◆ Requirement
The answer should consist of each line below that contains the word "impl".

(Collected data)
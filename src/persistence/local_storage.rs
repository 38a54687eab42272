//! Browser LocalStorage backend (wasm32 only)

use super::ScoreStore;
use crate::error::PersistenceError;
use crate::highscores::{Leaderboard, LeaderboardEntry};

const HIGH_SCORE_KEY: &str = "asteroids-high-score";
const LEADERBOARD_KEY: &str = "asteroids-leaderboard";

/// Scores kept under two LocalStorage keys
#[derive(Debug, Clone, Default)]
pub struct LocalStorageStore;

impl LocalStorageStore {
    pub fn new() -> Self {
        Self
    }

    fn storage(context: &'static str) -> Result<web_sys::Storage, PersistenceError> {
        web_sys::window()
            .and_then(|w| w.local_storage().ok())
            .flatten()
            .ok_or(PersistenceError::Unavailable { context })
    }

    fn get(key: &str, context: &'static str) -> Result<Option<String>, PersistenceError> {
        Self::storage(context)?
            .get_item(key)
            .map_err(|_| PersistenceError::Unavailable { context })
    }

    fn set(key: &str, value: &str, context: &'static str) -> Result<(), PersistenceError> {
        Self::storage(context)?
            .set_item(key, value)
            .map_err(|_| PersistenceError::Unavailable { context })
    }
}

impl ScoreStore for LocalStorageStore {
    fn high_score(&self) -> Result<u64, PersistenceError> {
        match Self::get(HIGH_SCORE_KEY, "read high score")? {
            Some(raw) => raw
                .trim()
                .parse()
                .map_err(|_| PersistenceError::InvalidHighScore { raw }),
            None => Ok(0),
        }
    }

    fn set_high_score(&mut self, score: u64) -> Result<(), PersistenceError> {
        Self::set(HIGH_SCORE_KEY, &score.to_string(), "write high score")?;
        log::info!("High score {} saved", score);
        Ok(())
    }

    fn leaderboard(&self) -> Result<Leaderboard, PersistenceError> {
        match Self::get(LEADERBOARD_KEY, "read leaderboard")? {
            Some(json) => Ok(serde_json::from_str(&json)?),
            None => Ok(Leaderboard::new()),
        }
    }

    fn append_leaderboard_entry(&mut self, entry: &LeaderboardEntry) -> Result<(), PersistenceError> {
        let mut board = match self.leaderboard() {
            Err(PersistenceError::Json(e)) => {
                log::warn!("Stored leaderboard is malformed ({}); starting a new one", e);
                Leaderboard::new()
            }
            other => other?,
        };
        board.push(entry.clone());
        Self::set(LEADERBOARD_KEY, &serde_json::to_string(&board)?, "write leaderboard")?;
        log::info!("Leaderboard saved ({} entries)", board.len());
        Ok(())
    }
}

◆ Written response
impl LocalStorageStore {
impl ScoreStore for LocalStorageStore {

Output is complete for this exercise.